Egyptian proptech Nawy has moved decisively from a digital real estate marketplace into structured finance, partnering to launch and close an oversubscribed EGP 443 million ($9 million) mortgage-backed fund.
The fund, launched in partnership with asset manager Synergy Capital, was fully subscribed within ten days. It marks a significant strategic pivot for Nawy, leveraging its financial arm, Nawy Now, to originate mortgage assets and then package them for the capital markets. In other words, Nawy is no longer just a real estate sales platform; it now uses its own financial arm to create mortgages, bundles them into a new type of investment fund, and sells that fund to investors, which instantly frees up its capital to repeat the process. Some sort of
The success of the fund points to strong investor appetite for structured real-labels in Egypt and provides a new template for proptech companies in the region to unlock liquidity and create new revenue streams beyond simple transactions.
A New Financial Product
The “Misr for Financial Investments — First Issuance Fund” is not a typical venture round. It is a transferable-assets fund dedicated to acquiring debt instruments, specifically Ijarah-backed mortgage portfolios.
Ijarah is a common Islamic finance structure equivalent to a lease-to-own model, where the financier buys an asset and leases it to the customer for a set period, after which ownership transfers.
The fund’s structure introduces two notable firsts for the Egyptian market:
- A New Asset Class: It is the first fund in Egypt and the Middle East to securitise and offer an Ijarah-backed mortgage portfolio to public subscribers.

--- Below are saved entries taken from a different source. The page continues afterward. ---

//! Tailtrap - Tail Call Elimination Library
//!
//! Deep tail recursion in constant stack space. A tail-recursive operation
//! routes each call through [`trap`] (or [`trap_current`]) together with a
//! closure holding its one-step body. The first call in an execution context
//! drives a loop; every recursive call made while the loop runs only rebinds
//! the pending arguments and returns a bounce marker, so at most one frame of
//! the operation is live no matter how deep the logical recursion goes.
//!
//! # Architecture
//!
//! 1. **Argument Slot** (`backend::slot`)
//!    - Holds the arguments for the next body invocation
//!    - Empty exactly when no loop is running
//!
//! 2. **Execution Context** (`backend::context`)
//!    - One slot per logical call chain
//!    - Optionally bound as the current context of a worker
//!
//! 3. **Trampoline Engine** (`backend::trampoline`)
//!    - Outer call drives the loop, inner calls bounce
//!
//! 4. **Context Binders** (`backend::binder`)
//!    - Run a top-level call in a fresh context on a thread, pool or inline
//!    - Keyed registry with a configurable default
//!
//! # Example
//!
//! ```rust
//! use tailtrap::{bind, trap_current, Tail, TrapError};
//!
//! fn steps_to_one(n: u64, steps: u64) -> Result<Tail<u64>, TrapError> {
//!     trap_current(|(n, steps): (u64, u64)| {
//!         if n == 1 {
//!             return Ok(Tail::done(steps));
//!         }
//!         let next = if n % 2 == 0 { n / 2 } else { 3 * n + 1 };
//!         steps_to_one(next, steps + 1)
//!     }, (n, steps))
//! }
//!
//! let steps = bind(|_| steps_to_one(27, 0)?.into_value()).unwrap();
//! assert_eq!(steps, 111);
//! ```
//!
//! # Failure Semantics
//!
//! - **Errors**: the first error returned by a body stops the loop and is
//!   returned unchanged
//! - **Panics**: unwind through the loop, which still clears its slot; binders
//!   resume them on the caller
//! - **Misuse**: calling `trap_current` outside a binder scope fails with
//!   [`TrapError::NoContext`]

pub mod backend;
pub mod config;

pub use backend::{
    bind, bind_keyed, bind_with, global_registry, has_current, trap, trap_current, ArgumentSlot,
    BinderRegistry, ContextBinder, ExecutionContext, InlineBinder, PoolBinder, Result, Sentinel,
    Tail, ThreadBinder, Trampoline, TrapError, WorkerPool,
};
#[cfg(feature = "async")]
pub use backend::bind_async;
pub use config::{BinderKind, TrapConfig};
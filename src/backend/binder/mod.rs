//! Context binders: run a top-level entry call inside a fresh execution context.
//!
//! A [`ContextBinder`] only decides *where* a job runs. The generic
//! [`bind_with`] template builds that job: it provisions a fresh context, runs
//! the entry call in it, tears the context down on every exit path, and hands
//! the outcome back to the caller through a capacity-one channel. The caller
//! blocks on that handoff, so every binder is observably synchronous.
//!
//! Strategies:
//! - [`ThreadBinder`] - a dedicated thread per call (the default)
//! - [`InlineBinder`] - the caller's own thread
//! - [`PoolBinder`] - a persistent [`WorkerPool`]
//!
//! Errors returned by the entry call come back unchanged. Panics are caught on
//! the worker and resumed on the caller with their original payload.
//!
//! There is no timeout: a non-terminating entry call blocks its caller forever.

mod registry;

#[cfg(feature = "async")]
mod async_bind;

use std::panic::{self, AssertUnwindSafe};
use std::sync::atomic::{AtomicU64, Ordering};
use std::thread;

use crossbeam_channel::bounded;
use tracing::{debug, warn};

use crate::backend::context::ExecutionContext;
use crate::backend::errors::{Result, TrapError};
use crate::backend::thread_pool::{Job, WorkerPool};
use crate::config::TrapConfig;

pub use registry::{global_registry, BinderRegistry};

#[cfg(feature = "async")]
pub use async_bind::bind_async;

/// Execution strategy for entry calls
pub trait ContextBinder: Send + Sync {
    /// Short name used in logs
    fn name(&self) -> &str;

    /// Run `job` on the worker this binder stands for.
    ///
    /// Must either arrange for `job` to run exactly once or drop it and
    /// return an error.
    fn dispatch(&self, job: Job) -> Result<()>;
}

impl<'a> dyn ContextBinder + 'a {
    /// Shorthand for [`bind_with`] on a binder trait object
    pub fn bind<R, E, F>(&self, entry: F) -> std::result::Result<R, E>
    where
        R: Send + 'static,
        E: From<TrapError> + Send + 'static,
        F: FnOnce(&ExecutionContext) -> std::result::Result<R, E> + Send + 'static,
    {
        bind_with(self, entry)
    }
}

/// Run `entry` in a fresh execution context on the worker chosen by `binder`.
pub fn bind_with<R, E, F>(binder: &dyn ContextBinder, entry: F) -> std::result::Result<R, E>
where
    R: Send + 'static,
    E: From<TrapError> + Send + 'static,
    F: FnOnce(&ExecutionContext) -> std::result::Result<R, E> + Send + 'static,
{
    let (handoff, outcome) = bounded::<thread::Result<std::result::Result<R, E>>>(1);

    let job: Job = Box::new(move || {
        // The context is torn down inside `scope`, before the handoff
        let result = panic::catch_unwind(AssertUnwindSafe(|| ExecutionContext::scope(entry)));
        let _ = handoff.send(result);
    });

    debug!(target: "tailtrap::binder", binder = binder.name(), "dispatching entry call");
    binder.dispatch(job)?;

    match outcome.recv() {
        Ok(Ok(result)) => result,
        Ok(Err(payload)) => panic::resume_unwind(payload),
        Err(_) => {
            warn!(target: "tailtrap::binder", binder = binder.name(), "worker dropped the entry call");
            Err(TrapError::WorkerLost.into())
        }
    }
}

/// Run `entry` with the default binder of the global registry
pub fn bind<R, E, F>(entry: F) -> std::result::Result<R, E>
where
    R: Send + 'static,
    E: From<TrapError> + Send + 'static,
    F: FnOnce(&ExecutionContext) -> std::result::Result<R, E> + Send + 'static,
{
    let binder = global_registry().default_binder();
    bind_with(&*binder, entry)
}

/// Run `entry` with the binder registered under `key` in the global registry,
/// falling back to the default binder when the key is absent or unknown
pub fn bind_keyed<R, E, F>(key: Option<&str>, entry: F) -> std::result::Result<R, E>
where
    R: Send + 'static,
    E: From<TrapError> + Send + 'static,
    F: FnOnce(&ExecutionContext) -> std::result::Result<R, E> + Send + 'static,
{
    let binder = global_registry().lookup(key);
    bind_with(&*binder, entry)
}

/// Runs entry calls on the caller's own thread
#[derive(Debug, Default, Clone, Copy)]
pub struct InlineBinder;

impl ContextBinder for InlineBinder {
    fn name(&self) -> &str {
        "inline"
    }

    fn dispatch(&self, job: Job) -> Result<()> {
        job();
        Ok(())
    }
}

/// Spawns one dedicated thread per entry call; the thread ends with the call
#[derive(Debug)]
pub struct ThreadBinder {
    prefix: String,
    stack_size: Option<usize>,
    spawned: AtomicU64,
}

impl ThreadBinder {
    pub fn new() -> Self {
        Self::from_config(&TrapConfig::default())
    }

    pub fn from_config(config: &TrapConfig) -> Self {
        Self {
            prefix: config.thread_prefix.clone(),
            stack_size: config.stack_size,
            spawned: AtomicU64::new(0),
        }
    }

    /// Number of threads spawned so far
    pub fn spawned(&self) -> u64 {
        self.spawned.load(Ordering::Relaxed)
    }
}

impl Default for ThreadBinder {
    fn default() -> Self {
        Self::new()
    }
}

impl ContextBinder for ThreadBinder {
    fn name(&self) -> &str {
        "thread"
    }

    fn dispatch(&self, job: Job) -> Result<()> {
        let n = self.spawned.fetch_add(1, Ordering::Relaxed);
        let mut builder = thread::Builder::new().name(format!("{}-{}", self.prefix, n));
        if let Some(stack_size) = self.stack_size {
            builder = builder.stack_size(stack_size);
        }
        builder
            .spawn(job)
            .map(|_| ())
            .map_err(|e| TrapError::Dispatch(format!("failed to spawn context thread: {}", e)))
    }
}

/// Runs entry calls on a persistent worker pool
#[derive(Debug)]
pub struct PoolBinder {
    pool: WorkerPool,
}

impl PoolBinder {
    pub fn new(config: &TrapConfig) -> Result<Self> {
        Ok(Self {
            pool: WorkerPool::new(config)?,
        })
    }

    pub fn pool(&self) -> &WorkerPool {
        &self.pool
    }
}

impl ContextBinder for PoolBinder {
    fn name(&self) -> &str {
        "pool"
    }

    fn dispatch(&self, job: Job) -> Result<()> {
        self.pool.execute(job)
    }
}
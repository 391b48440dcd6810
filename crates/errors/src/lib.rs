#![deny(clippy::pedantic, unsafe_code)]
#![allow(clippy::module_name_repetitions)]

//! Error types for the romflash installer
//!
//! Fine-grained error types organized by domain, plus a generic `Error`
//! for cross-crate boundaries. All error types implement Clone for
//! easier handling.

use thiserror::Error;

pub mod device;
pub mod network;

// Re-export all error types at the root
pub use device::{DeviceError, Transport};
pub use network::NetworkError;

/// Generic error type for cross-crate boundaries
#[derive(Debug, Clone, Error)]
#[cfg_attr(feature = "serde", derive(serde::Serialize, serde::Deserialize))]
pub enum Error {
    #[error("device error: {0}")]
    Device(#[from] DeviceError),

    #[error("network error: {0}")]
    Network(#[from] NetworkError),

    #[error("internal error: {0}")]
    Internal(String),

    #[error("I/O error: {message}")]
    Io {
        message: String,
        path: Option<std::path::PathBuf>,
    },
}

impl Error {
    /// Create an internal error with a message
    pub fn internal(msg: impl Into<String>) -> Self {
        Self::Internal(msg.into())
    }

    /// Create an Io error with an associated path
    pub fn io_with_path(err: &std::io::Error, path: impl Into<std::path::PathBuf>) -> Self {
        Self::Io {
            message: err.to_string(),
            path: Some(path.into()),
        }
    }

    /// Transport of the underlying device error, if this is one.
    #[must_use]
    pub fn device_transport(&self) -> Option<Transport> {
        match self {
            Self::Device(err) => Some(err.transport()),
            _ => None,
        }
    }
}

impl From<std::io::Error> for Error {
    fn from(err: std::io::Error) -> Self {
        Self::Io {
            message: err.to_string(),
            path: None,
        }
    }
}

/// Result type alias for romflash operations
pub type Result<T> = std::result::Result<T, Error>;
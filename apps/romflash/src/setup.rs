//! Process environment setup
//!
//! The installer ships next to bundled adb/fastboot binaries: its own
//! directory is prepended to PATH so those win over system copies, and
//! the working directory moves there so downloaded artifacts stay
//! isolated next to the installer.

use std::path::PathBuf;
use tracing::warn;

/// Prepend the executable's directory to PATH and chdir into it.
///
/// A chdir failure is only a warning (artifacts land in the caller's
/// cwd instead); failure to locate the executable or rebuild PATH is a
/// prerequisite error.
pub fn prepare_environment() -> std::io::Result<PathBuf> {
    let exe = std::env::current_exe()?;
    let dir = exe
        .parent()
        .map(std::path::Path::to_path_buf)
        .unwrap_or_else(|| PathBuf::from("."));

    let mut paths = vec![dir.clone()];
    if let Some(path) = std::env::var_os("PATH") {
        paths.extend(std::env::split_paths(&path));
    }
    let joined = std::env::join_paths(paths)
        .map_err(|e| std::io::Error::new(std::io::ErrorKind::InvalidData, e))?;
    std::env::set_var("PATH", joined);

    if let Err(e) = std::env::set_current_dir(&dir) {
        warn!(error = %e, "failed to change working directory");
        eprintln!("Warning: failed to change working directory: {e}");
        return Ok(std::env::current_dir()?);
    }
    Ok(dir)
}
//! Release catalog: artifact kind -> download URL and canonical filename
//!
//! Pure data, keyed by the device codename. The custom recovery host
//! checks the Referer header before serving an image, so its spec
//! carries the request URL as a referer too.

use romflash_types::ArtifactKind;

const RELEASE_ENDPOINT: &str = "https://images.romflash.dev";
const RECOVERY_ENDPOINT: &str = "https://dl.twrp.me";
const RECOVERY_VERSION_PREFIX: &str = "twrp-3.1.1-1-";

/// Everything the fetcher needs to resolve one artifact.
#[derive(Debug, Clone, PartialEq, Eq)]
pub struct ArtifactSpec {
    pub kind: ArtifactKind,
    pub url: String,
    pub filename: String,
    pub referer: Option<String>,
}

/// Build the spec for one artifact of the target device.
#[must_use]
pub fn spec_for(kind: ArtifactKind, device: &str) -> ArtifactSpec {
    match kind {
        ArtifactKind::UpdatePackage => {
            let filename = format!("update-{device}.zip");
            ArtifactSpec {
                kind,
                url: format!("{RELEASE_ENDPOINT}/{device}/{filename}"),
                filename,
                referer: None,
            }
        }
        ArtifactKind::FactoryRecovery => {
            let filename = format!("factory-recovery-{device}.img");
            ArtifactSpec {
                kind,
                url: format!("{RELEASE_ENDPOINT}/{device}/{filename}"),
                filename,
                referer: None,
            }
        }
        ArtifactKind::CustomRecovery => {
            let filename = format!("{RECOVERY_VERSION_PREFIX}{device}.img");
            let url = format!("{RECOVERY_ENDPOINT}/{device}/{filename}");
            ArtifactSpec {
                kind,
                referer: Some(url.clone()),
                url,
                filename,
            }
        }
        ArtifactKind::FactoryImage => {
            let filename = format!("factory-{device}.zip");
            ArtifactSpec {
                kind,
                url: format!("{RELEASE_ENDPOINT}/{device}/{filename}"),
                filename,
                referer: None,
            }
        }
    }
}
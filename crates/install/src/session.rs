//! Operator session
//!
//! The installer has exactly one actor: a person at a terminal holding a
//! USB cable. All interaction goes through this trait so the orchestrator
//! owns no process-wide input reader or progress bar, and tests can
//! script the operator.

use async_trait::async_trait;
use romflash_errors::Result;

#[async_trait]
pub trait Session: Send + Sync {
    /// Print `text` without a newline and block for one line of input.
    ///
    /// # Errors
    ///
    /// Returns an error if reading from the input stream fails.
    async fn prompt(&self, text: &str) -> Result<String>;

    /// Print an informational line.
    fn info(&self, message: &str);

    /// Print a warning line.
    fn warn(&self, message: &str);

    /// Start rendering a progress indicator titled `title`.
    fn progress_begin(&self, title: &str);

    /// Update the current progress indicator; `fraction` is in [0, 1]
    /// and non-decreasing.
    fn progress_update(&self, fraction: f64);

    /// Finish and clear the current progress indicator.
    fn progress_end(&self);
}
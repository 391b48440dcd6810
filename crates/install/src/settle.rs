//! Fixed settle delays for hardware readiness
//!
//! The device gives no readiness signal after a reboot into the
//! bootloader or a recovery boot; these flat waits model the observed
//! re-enumeration and UI-start latency. They are not polling deadlines
//! and are not adjustable at runtime.

use async_trait::async_trait;
use std::time::Duration;

/// USB re-enumeration after `adb reboot bootloader`.
pub const BOOTLOADER_SETTLE: Duration = Duration::from_secs(7);

/// Recovery UI start after `fastboot boot <recovery>`.
pub const RECOVERY_SETTLE: Duration = Duration::from_secs(10);

/// The recovery shell mishandles commands issued right after an install.
pub const POST_INSTALL_SETTLE: Duration = Duration::from_secs(2);

/// Spacing between wipe commands; the recovery shell becomes
/// unresponsive without it.
pub const WIPE_SETTLE: Duration = Duration::from_secs(1);

/// Seam for the settle waits so tests can substitute zero-length ones.
#[async_trait]
pub trait Settle: Send + Sync {
    async fn wait(&self, period: Duration);
}

/// Real wall-clock settle.
pub struct HardwareSettle;

#[async_trait]
impl Settle for HardwareSettle {
    async fn wait(&self, period: Duration) {
        tokio::time::sleep(period).await;
    }
}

- Retail Investor Access: It is the first time qualified individual investors have been able to participate directly alongside major financial institutions in a mortgage-backed, fixed-income product.
This “democratisation” is reflected in the fund’s subscription numbers: retail investors accounted for 22% of the total subscriptions.
The fund also secured heavyweight institutional backing. Cornerstone investors included Al Baraka Bank, Garhy Group for Investment & Development, Allianz Life Insurance, Misr Insurance Holding, and Mohandes Insurance.
“For the first time, mortgage-backed structures have become accessible to qualified individual investors — transforming what was once an institutional domain into a democratized investment class,” said Mohamed Seddiek, Founder of Synergy Capital, which managed the issuance through its arm MFIC.
The Proptech-as-Financier Strategy
For Nawy, the fund is the logical conclusion of its push into embedded finance. The company’s “Nawy Now” product offers rapid-approval mortgage solutions and “Move Now, Pay Later” schemes for ready-to-move homes.
This fund provides Nawy with a scalable mechanism to move those mortgages off its own books.
By originating the mortgages and then selling them to the fund, Nawy unlocks its capital, allowing it to finance more home purchases without tying up its own balance sheet. This creates a sustainable cycle: Nawy originates a mortgage, sells it to the fund, and uses the cash to originate another.
“This fund proves that when innovation meets experience and a bold regulator, new opportunities emerge,” said Amr Malek, CFO of Nawy. He noted it demonstrates how a proptech platform can “directly shape financial innovation by bridging real estate with capital markets.”
A Market in Formalisation
The deal was enabled by Egypt’s Financial Regulatory Authority (FRA), which has been actively pushing digital real estate platforms to move from unregulated grey-area operations to formal, licensed structures.
The FRA’s framework for transferable-assets funds (Decree №98/2020) provided the legal foundation for the issuance. This signals a wider trend of regulators guiding tech innovation toward market stability and investor protection.
This sophisticated financial manoeuvre comes on the heels of Nawy securing significant capital. In May, the startup announced a $75 million funding round, consisting of $52 million in equity led by Partech Africa and $23 million in debt financing from local banks.
Nawy has been deploying this capital to build a comprehensive real estate “super-app,” expanding its ecosystem through acquisitions and new verticals:
- Regional Expansion: In July, Nawy acquired Dubai-based fractional investment platform SmartCrowd to gain a foothold in the UAE.
- Value Chain: It previously acquired renovation startup ROA, rebranding it as Nawy Unlocked to offer finishing and rental management services.
- Fractional Ownership: The company also operates Nawy Shares, a fractional ownership tool for the Egyptian market.
With a claimed lifetime transaction volume of $1.4 billion by the end of 2024, Nawy’s new fund provides it with a powerful financial engine to support its “Move Now, Pay Later” product as it scales both within Egypt and potentially into new markets like Saudi Arabia and the UAE.